= Paul Hirsch (bibliophile) =

German industrialist, musicologist and bibliophile

Paul Adolf Hirsch (24 February 1881, Frankfurt am Main – 25 November 1951, Cambridge, England) was a German industrialist. He was also a musician, bibliophile and musicologist who assembled the largest private music library in Europe. The Hirsch Collection is now housed at the British Library.

==Biography==
Paul Hirsch was born into a wealthy Jewish mercantile family, the fourth of five children of Anna Pauline (née Mayer) and Ferdinand Hirsch (1834–1916). He had two brothers—Robert von Hirsch (1883–1977), (Note: The "von" was granted by Ernest Louis, Grand Duke of Hesse in 1913. In 1933 Robert left Germany, taking his family, business, and art collection to Basel, Switzerland.) a noted art collector, and Carl Siegmund Hirsch, a district court judge who died in 1938 in the Buchenwald concentration camp. Ferdinand Hirsch founded Hirsch and Company, an iron works, in 1867. After completing school, Paul Hirsch entered the family business, training in England and France, which also broadened his acquaintance with musicians and collectors.

In 1911 he married Olga Ladenburg (1889-1969), daughter of a Frankfurt banker. (Note: Olga Ladenburg was also a bibliophile and a collector of decorated papers used in bookbinding.) They lived first in Beethovenstraße and later at Neue Mainzer Straße 57 (destroyed in 1944).

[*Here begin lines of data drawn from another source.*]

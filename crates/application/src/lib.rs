//! DNS Select Application Layer
pub mod criteria;
pub mod ports;
pub mod selectors;
pub mod services;
pub mod use_cases;
use serde::{Deserialize, Serialize};
use std::sync::Arc;

/// Geographic attributes of a network, as returned by a GeoIP lookup.
#[derive(Debug, Clone, Default, PartialEq, Deserialize, Serialize)]
pub struct GeoCity {
    #[serde(default)]
    pub city_name: Option<Arc<str>>,
    #[serde(default)]
    pub country_name: Option<Arc<str>>,
    #[serde(default)]
    pub country_code: Option<Arc<str>>,
    #[serde(default)]
    pub is_in_european_union: bool,
    #[serde(default)]
    pub continent_name: Option<Arc<str>>,
    #[serde(default)]
    pub continent_code: Option<Arc<str>>,
    #[serde(default)]
    pub latitude: f64,
    #[serde(default)]
    pub longitude: f64,
    #[serde(default)]
    pub timezone: Option<Arc<str>>,
    #[serde(default)]
    pub postal_code: Option<Arc<str>>,
}

/// A successful lookup: the record and the prefix length of the network
/// it was found in.
#[derive(Debug, Clone, PartialEq)]
pub struct GeoMatch {
    pub city: GeoCity,
    pub network_prefix: u8,
}
use serde::{Deserialize, Serialize};

#[derive(Debug, Clone, Deserialize, Serialize)]
pub struct LoggingConfig {
    #[serde(default = "default_log_level")]
    pub level: String,

    /// Emit log lines as JSON objects instead of the human-readable format.
    #[serde(default)]
    pub json: bool,
}

impl Default for LoggingConfig {
    fn default() -> Self {
        Self {
            level: default_log_level(),
            json: false,
        }
    }
}

fn default_log_level() -> String {
    "info".to_string()
}
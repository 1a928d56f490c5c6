mod select_answers;

pub use select_answers::{SelectAnswersUseCase, SelectedAnswer, SelectionOutcome};
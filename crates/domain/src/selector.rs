use ipnetwork::IpNetwork;
use serde::Serialize;
use std::fmt;
use std::net::IpAddr;
use std::sync::Arc;

use crate::metadata::QueryMetadata;
use crate::select_record::SelectRecord;

/// Identifies an applicable selection policy.
///
/// Distinct SELECT records share a key when they rely on the same selector
/// and base, and then receive the same answer within one query.
#[derive(Debug, Clone, PartialEq, Eq, Hash, PartialOrd, Ord)]
pub struct SelectorKey {
    pub selector: Arc<str>,
    pub base: Arc<str>,
}

impl SelectorKey {
    pub fn new(selector: impl Into<Arc<str>>, base: impl Into<Arc<str>>) -> Self {
        Self {
            selector: selector.into(),
            base: base.into(),
        }
    }

    pub fn from_record(record: &SelectRecord) -> Self {
        Self {
            selector: record.selector.clone(),
            base: record.base.clone(),
        }
    }
}

impl fmt::Display for SelectorKey {
    fn fmt(&self, f: &mut fmt::Formatter<'_>) -> fmt::Result {
        write!(f, "{}@{}", self.selector, self.base)
    }
}

/// Inputs a selector may use to make its decision.
#[derive(Debug, Clone)]
pub struct SelectorCriteria<'a> {
    pub metadata: &'a QueryMetadata,
    pub src: Option<IpAddr>,
    pub protocol: Arc<str>,
    pub ecs: Option<IpNetwork>,
}

impl<'a> SelectorCriteria<'a> {
    pub fn new(metadata: &'a QueryMetadata, protocol: impl Into<Arc<str>>) -> Self {
        Self {
            metadata,
            src: None,
            protocol: protocol.into(),
            ecs: None,
        }
    }

    pub fn with_src(mut self, src: IpAddr) -> Self {
        self.src = Some(src);
        self
    }

    pub fn with_ecs(mut self, ecs: IpNetwork) -> Self {
        self.ecs = Some(ecs);
        self
    }
}

/// Outcome of a single selection. An empty `option` means "use the default".
#[derive(Debug, Clone, Default, PartialEq, Eq, Serialize)]
pub struct SelectionResult {
    pub option: String,
    pub ecs_scope_prefix_length: u8,
}

impl SelectionResult {
    pub fn new(option: impl Into<String>, ecs_scope_prefix_length: u8) -> Self {
        Self {
            option: option.into(),
            ecs_scope_prefix_length,
        }
    }

    pub fn is_default(&self) -> bool {
        self.option.is_empty()
    }
}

They had two sons and two daughters.

From 1930 to 1933 Hirsch was vice president of the Frankfurt Chamber of Industry and Commerce. He was also served on the advisory board for export trade, the foreign trade committee of the German Industry and Commerce Association, and chaired the foreign trade office.

Hirsch belonged to the Weimar Society of Bibliophiles and co-founded the Frankfurt Bibliophile Society (Frankfurter Bibliophilen-Gesellschaft) in 1922, serving as chairman.

He was a member of the German People's Party.

Hirsch died on 23 November 1951 in Cambridge.

==Building the collection==
Hirsch, an accomplished violinist who had studied with Adolf Rebner, took a keen interest in publications concerning all aspects of music—performance, history and theory. In 1896 he began to collect historical musical works, focusing on early printed editions of Haydn, Mozart and Beethoven, 19th-century opera and early theoretical works. He participated in the Second Specialist Music Exhibition at the Leipzig Crystal Palace in 1909. In 1922 Hirsch hired musicologist Kathi Meyer (later Meyer-Baer) as a research assistant and opened the library to the public two days a week. Hirsch and Meyer began compiling a catalog of the library contents.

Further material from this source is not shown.